Uday Kumar Jagannathan – Ramaiah University of Applied Sciences, New BEL Road, Bangalore, India 560058
5th International Conference – ERAZ 2019 – KNOWLEDGE BASED SUSTAINABLE DEVELOPMENT, Budapest – Hungary, May 23, 2019, CONFERENCE PROCEEDINGS
Published by: Association of Economists and Managers of the Balkans – Belgrade, Serbia
Conference partners: Faculty of Economics and Business, Mediterranean University, Montenegro; University of National and World Economy – Sofia, Bulgaria; Faculty of Commercial and Business Studies – Celje, Slovenia; Faculty of Applied Management, Economics and Finance – Belgrade, Serbia;
ISBN 978-86-80194-20-2, ISSN 2683-5568, DOI: https://doi.org/10.31410/ERAZ.2019
The scope of this research is to provide a theoretical framework to the Variable Cost of
Capital. Current theory uses Static Capital Structure and Constant Cost of Capital for Firm Valuation.

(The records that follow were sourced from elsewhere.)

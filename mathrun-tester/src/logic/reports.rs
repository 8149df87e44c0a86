use anyhow::Result;
use colored::Colorize;
use mathrun_sim::{
    DesktopSimulator, Enhancement, IssueCount, MobileMetrics, MobileSimulator, OutcomeOf,
    Priority,
};
use serde::Serialize;
use std::io::Write;

type DesktopOutcome = OutcomeOf<DesktopSimulator>;
type MobileOutcome = OutcomeOf<MobileSimulator>;

const KEY_FINDINGS: usize = 5;

fn percent(rate: f64) -> String {
    format!("{:.1}%", rate * 100.0)
}

fn rounded(value: f64) -> String {
    format!("{:.0}", value.round())
}

fn with_priority(items: &[Enhancement], priority: Priority) -> impl Iterator<Item = &Enhancement> {
    items.iter().filter(move |e| e.priority == priority)
}

fn device_share(metrics: &MobileMetrics, count: u32) -> String {
    let total = u32::try_from(metrics.total_sessions.max(1)).unwrap_or(u32::MAX);
    percent(f64::from(count) / f64::from(total))
}

pub fn generate_desktop_console_report<W: Write + ?Sized>(
    w: &mut W,
    outcome: &DesktopOutcome,
) -> Result<()> {
    let m = &outcome.results;
    writeln!(w)?;
    writeln!(w, "{}", "🎮 MATH GAME USER TESTING REPORT".bright_cyan().bold())?;
    writeln!(w, "{}", "=================================".cyan())?;
    writeln!(w)?;

    writeln!(w, "{}", "📊 OVERALL METRICS".bold())?;
    writeln!(w, "- Total Sessions: {}", m.total_sessions)?;
    writeln!(w, "- Completion Rate: {}", percent(m.completion_rate))?;
    writeln!(w, "- Average Score: {}", rounded(m.average_score))?;
    writeln!(w, "- Average Play Time: {}s", rounded(m.average_play_time_secs))?;
    writeln!(w, "- Total Pauses Used: {}", m.pause_usage)?;
    writeln!(w, "- Speed Changes: {}", m.speed_changes)?;
    writeln!(w, "- Rage Quits: {}", m.ragequits.to_string().red())?;
    writeln!(w)?;

    writeln!(w, "{}", "🎯 KEY FINDINGS".bold())?;
    for item in outcome.recommendations.iter().take(KEY_FINDINGS) {
        writeln!(
            w,
            "  {} PRIORITY - {}",
            item.priority.label().yellow(),
            item.category
        )?;
        writeln!(w, "  Issue: {}", item.issue)?;
        writeln!(w, "  Recommendation: {}", item.recommendation)?;
        writeln!(w, "  Implementation: {}", item.implementation)?;
        writeln!(w)?;
    }

    writeln!(w, "{}", "💡 TOP ENHANCEMENT PRIORITIES".bold())?;
    for (i, item) in with_priority(&outcome.recommendations, Priority::High).enumerate() {
        writeln!(w, "  {}. {}", i + 1, item.recommendation.green())?;
        writeln!(w, "     Category: {}", item.category)?;
        writeln!(w, "     Implementation: {}", item.implementation)?;
    }
    writeln!(w)?;

    writeln!(w, "{}", "📈 SPEED PREFERENCES".bold())?;
    for (speed, count) in &m.speed_preferences {
        writeln!(w, "  {speed}: {count} changes")?;
    }
    writeln!(w)?;

    writeln!(w, "{}", "🎨 USER SATISFACTION".bold())?;
    writeln!(w, "Average Enjoyment: {:.1}/10", m.average_enjoyment)?;
    writeln!(w, "Average Difficulty Rating: {:.1}/10", m.average_difficulty)?;
    writeln!(w, "Average Controls Rating: {:.1}/10", m.average_controls)?;
    Ok(())
}

pub fn generate_mobile_console_report<W: Write + ?Sized>(
    w: &mut W,
    outcome: &MobileOutcome,
) -> Result<()> {
    let m = &outcome.results;
    writeln!(w)?;
    writeln!(
        w,
        "{}",
        "📱 MOBILE MATH GAME USER TESTING REPORT".bright_cyan().bold()
    )?;
    writeln!(w, "{}", "=======================================".cyan())?;
    writeln!(w)?;

    writeln!(w, "{}", "📊 MOBILE-SPECIFIC METRICS".bold())?;
    writeln!(w, "- Total Mobile Sessions: {}", m.total_sessions)?;
    writeln!(w, "- Mobile Success Rate: {}", percent(m.success_rate))?;
    writeln!(w, "- Average Mobile Score: {}", rounded(m.average_score))?;
    writeln!(
        w,
        "- Average Usability Score: {:.1}/100",
        m.average_usability_score
    )?;
    writeln!(w, "- Total Touch Interactions: {}", m.total_touch_interactions)?;
    writeln!(w, "- Touch Accuracy: {}", percent(m.average_touch_accuracy))?;
    writeln!(w)?;

    writeln!(w, "{}", "📱 DEVICE BREAKDOWN".bold())?;
    for (device, count) in &m.device_breakdown {
        writeln!(
            w,
            "  {device}: {count} sessions ({})",
            device_share(m, *count)
        )?;
    }
    writeln!(w)?;

    writeln!(w, "{}", "🔄 ORIENTATION BREAKDOWN".bold())?;
    for (orientation, count) in &m.orientation_breakdown {
        writeln!(w, "  {orientation}: {count} sessions")?;
    }
    writeln!(w)?;

    writeln!(w, "{}", "⚠️ CRITICAL MOBILE ISSUES".red().bold())?;
    for (i, item) in with_priority(&outcome.recommendations, Priority::Critical).enumerate() {
        writeln!(w, "  {}. {}", i + 1, item.issue.red())?;
        writeln!(w, "     Recommendation: {}", item.recommendation)?;
        writeln!(w, "     Implementation: {}", item.implementation)?;
        writeln!(w, "     Impact: {}", item.impact)?;
    }
    writeln!(w)?;

    writeln!(w, "{}", "📈 HIGH PRIORITY MOBILE FIXES".yellow().bold())?;
    for (i, item) in with_priority(&outcome.recommendations, Priority::High).enumerate() {
        writeln!(w, "  {}. {}", i + 1, item.issue)?;
        writeln!(w, "     Fix: {}", item.recommendation)?;
        writeln!(w, "     How: {}", item.implementation)?;
    }
    writeln!(w)?;

    writeln!(w, "{}", "🔧 MOBILE ISSUE FREQUENCY".bold())?;
    for IssueCount { kind, count } in &m.common_mobile_issues {
        writeln!(w, "  {kind}: {count} occurrences")?;
    }
    writeln!(w)?;

    let r = &m.average_ratings;
    writeln!(w, "{}", "🎯 MOBILE UX SCORES".bold())?;
    writeln!(w, "Average Touch Controls: {:.1}/10", r.touch_controls)?;
    writeln!(w, "Average Screen Layout: {:.1}/10", r.screen_layout)?;
    writeln!(w, "Average Performance: {:.1}/10", r.performance)?;
    writeln!(w, "Overall Mobile Rating: {:.1}/10", r.overall)?;
    Ok(())
}

fn write_markdown_recommendations<W: Write + ?Sized>(
    w: &mut W,
    items: &[Enhancement],
) -> Result<()> {
    writeln!(w, "## Recommendations\n")?;
    if items.is_empty() {
        writeln!(w, "_No enhancements triggered._\n")?;
        return Ok(());
    }
    writeln!(w, "| Priority | Category | Issue | Recommendation |")?;
    writeln!(w, "|----------|----------|-------|----------------|")?;
    for item in items {
        writeln!(
            w,
            "| {} | {} | {} | {} |",
            item.priority, item.category, item.issue, item.recommendation
        )?;
    }
    writeln!(w)?;
    Ok(())
}

pub fn generate_desktop_markdown_report<W: Write + ?Sized>(
    w: &mut W,
    outcome: &DesktopOutcome,
) -> Result<()> {
    let m = &outcome.results;
    writeln!(w, "# Mathrun Desktop User Testing Report\n")?;
    writeln!(w, "## Summary\n")?;
    writeln!(w, "- **Total sessions**: {}", m.total_sessions)?;
    writeln!(w, "- **Completion rate**: {}", percent(m.completion_rate))?;
    writeln!(w, "- **Average score**: {}", rounded(m.average_score))?;
    writeln!(
        w,
        "- **Average play time**: {}s",
        rounded(m.average_play_time_secs)
    )?;
    writeln!(w, "- **Pauses used**: {}", m.pause_usage)?;
    writeln!(w, "- **Speed changes**: {}", m.speed_changes)?;
    writeln!(
        w,
        "- **Rage quits**: {} ({})\n",
        m.ragequits,
        percent(m.ragequit_rate)
    )?;

    writeln!(w, "## Satisfaction\n")?;
    writeln!(w, "- **Enjoyment**: {:.1}/10", m.average_enjoyment)?;
    writeln!(w, "- **Difficulty**: {:.1}/10", m.average_difficulty)?;
    writeln!(w, "- **Controls**: {:.1}/10\n", m.average_controls)?;

    if !m.speed_preferences.is_empty() {
        writeln!(w, "## Speed Preferences\n")?;
        for (speed, count) in &m.speed_preferences {
            writeln!(w, "- {speed}: {count} changes")?;
        }
        writeln!(w)?;
    }

    write_markdown_recommendations(w, &outcome.recommendations)
}

pub fn generate_mobile_markdown_report<W: Write + ?Sized>(
    w: &mut W,
    outcome: &MobileOutcome,
) -> Result<()> {
    let m = &outcome.results;
    writeln!(w, "# Mathrun Mobile User Testing Report\n")?;
    writeln!(w, "## Summary\n")?;
    writeln!(w, "- **Total sessions**: {}", m.total_sessions)?;
    writeln!(w, "- **Success rate**: {}", percent(m.success_rate))?;
    writeln!(w, "- **Average score**: {}", rounded(m.average_score))?;
    writeln!(
        w,
        "- **Average usability**: {:.1}/100",
        m.average_usability_score
    )?;
    writeln!(w, "- **Touch accuracy**: {}\n", percent(m.average_touch_accuracy))?;

    writeln!(w, "## Devices\n")?;
    for (device, count) in &m.device_breakdown {
        writeln!(w, "- {device}: {count} ({})", device_share(m, *count))?;
    }
    writeln!(w)?;

    if !m.common_mobile_issues.is_empty() {
        writeln!(w, "## Issue Frequency\n")?;
        for IssueCount { kind, count } in &m.common_mobile_issues {
            writeln!(w, "- `{kind}`: {count}")?;
        }
        writeln!(w)?;
    }

    write_markdown_recommendations(w, &outcome.recommendations)
}

pub fn generate_json_report<W: Write + ?Sized, T: Serialize + ?Sized>(
    w: &mut W,
    value: &T,
) -> Result<()> {
    serde_json::to_writer_pretty(&mut *w, value)?;
    writeln!(w)?;
    Ok(())
}

#[cfg(test)]
mod tests {
    use super::*;
    use mathrun_sim::{NoDelay, desktop_runner, mobile_runner};
    use rand::SeedableRng;
    use rand_chacha::ChaCha20Rng;

    fn desktop() -> DesktopOutcome {
        let mut rng = ChaCha20Rng::seed_from_u64(8);
        desktop_runner().unwrap().run(12, &mut rng, &mut NoDelay).unwrap()
    }

    fn mobile() -> MobileOutcome {
        let mut rng = ChaCha20Rng::seed_from_u64(8);
        mobile_runner().unwrap().run(12, &mut rng, &mut NoDelay).unwrap()
    }

    fn render<F>(f: F) -> String
    where
        F: FnOnce(&mut Vec<u8>) -> Result<()>,
    {
        let mut buf = Vec::new();
        f(&mut buf).unwrap();
        String::from_utf8(buf).unwrap()
    }

    #[test]
    fn desktop_console_lists_every_section() {
        let outcome = desktop();
        let text = render(|w| generate_desktop_console_report(w, &outcome));
        for heading in [
            "OVERALL METRICS",
            "KEY FINDINGS",
            "TOP ENHANCEMENT PRIORITIES",
            "SPEED PREFERENCES",
            "USER SATISFACTION",
        ] {
            assert!(text.contains(heading), "missing {heading}");
        }
        assert!(text.contains("- Total Sessions: 12"));
    }

    #[test]
    fn mobile_console_lists_every_section() {
        let outcome = mobile();
        let text = render(|w| generate_mobile_console_report(w, &outcome));
        for heading in [
            "MOBILE-SPECIFIC METRICS",
            "DEVICE BREAKDOWN",
            "ORIENTATION BREAKDOWN",
            "CRITICAL MOBILE ISSUES",
            "HIGH PRIORITY MOBILE FIXES",
            "MOBILE ISSUE FREQUENCY",
            "MOBILE UX SCORES",
        ] {
            assert!(text.contains(heading), "missing {heading}");
        }
    }

    #[test]
    fn markdown_reports_have_titles_and_tables() {
        let d = desktop();
        let text = render(|w| generate_desktop_markdown_report(w, &d));
        assert!(text.starts_with("# Mathrun Desktop User Testing Report"));
        assert!(text.contains("## Recommendations"));

        let m = mobile();
        let text = render(|w| generate_mobile_markdown_report(w, &m));
        assert!(text.starts_with("# Mathrun Mobile User Testing Report"));
        assert!(text.contains("## Devices"));
    }

    #[test]
    fn json_report_is_parseable() {
        let outcome = desktop();
        let text = render(|w| generate_json_report(w, &outcome));
        let value: serde_json::Value = serde_json::from_str(&text).unwrap();
        assert_eq!(value["rawData"].as_array().map(Vec::len), Some(12));
    }

    #[test]
    fn percent_and_rounding_helpers() {
        assert_eq!(percent(0.4567), "45.7%");
        assert_eq!(rounded(2.5), "3");
    }
}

This is being challenged and an improved approach to measure the Firm value on the basis of a Variable
Capital Structure and hence Variable Cost of Capital, is being proposed. When a firm changes its
Financial Leverage, it is expected that the Components of Cost of Capital will change. Cost of Equity
is known to have a linear relation with Financial Leverage). If the level of Debt in Capital Structure
varies, the cash flow available to the Debt holders as well as the Equity holders will change. The
risk-level borne by the Debt holder as well as the Equity holder will also change. Keeping this in mind,
the constancy assumption of the Cost of Debt is being challenged in the paper. The Weighted Average
Cost of Capital, useful for discounting firm cash flows, is being estimated as being Variable with time,
in the proposed paper. The existing and proposed Valuation Frameworks are being detailed below
and the variables in the current literature as well as the proposed concept are tabulated below. This
empirical investigation should be conducted with a set of sample firms. The results from the empirical
investigation should be divided into Valuation using Static WACC and Valuation using Dynamic WACC.
The difference in Value obtained using the two methodologies should be compared for statistical differences.
The idea of Dynamic WACC can be extended to the problem of Firm Valuation as well as Project
Valuation and Corporate finance practitioners can get a better sense of the risk level of the firm.
Variable WACC, Financial Leverage, Valuation.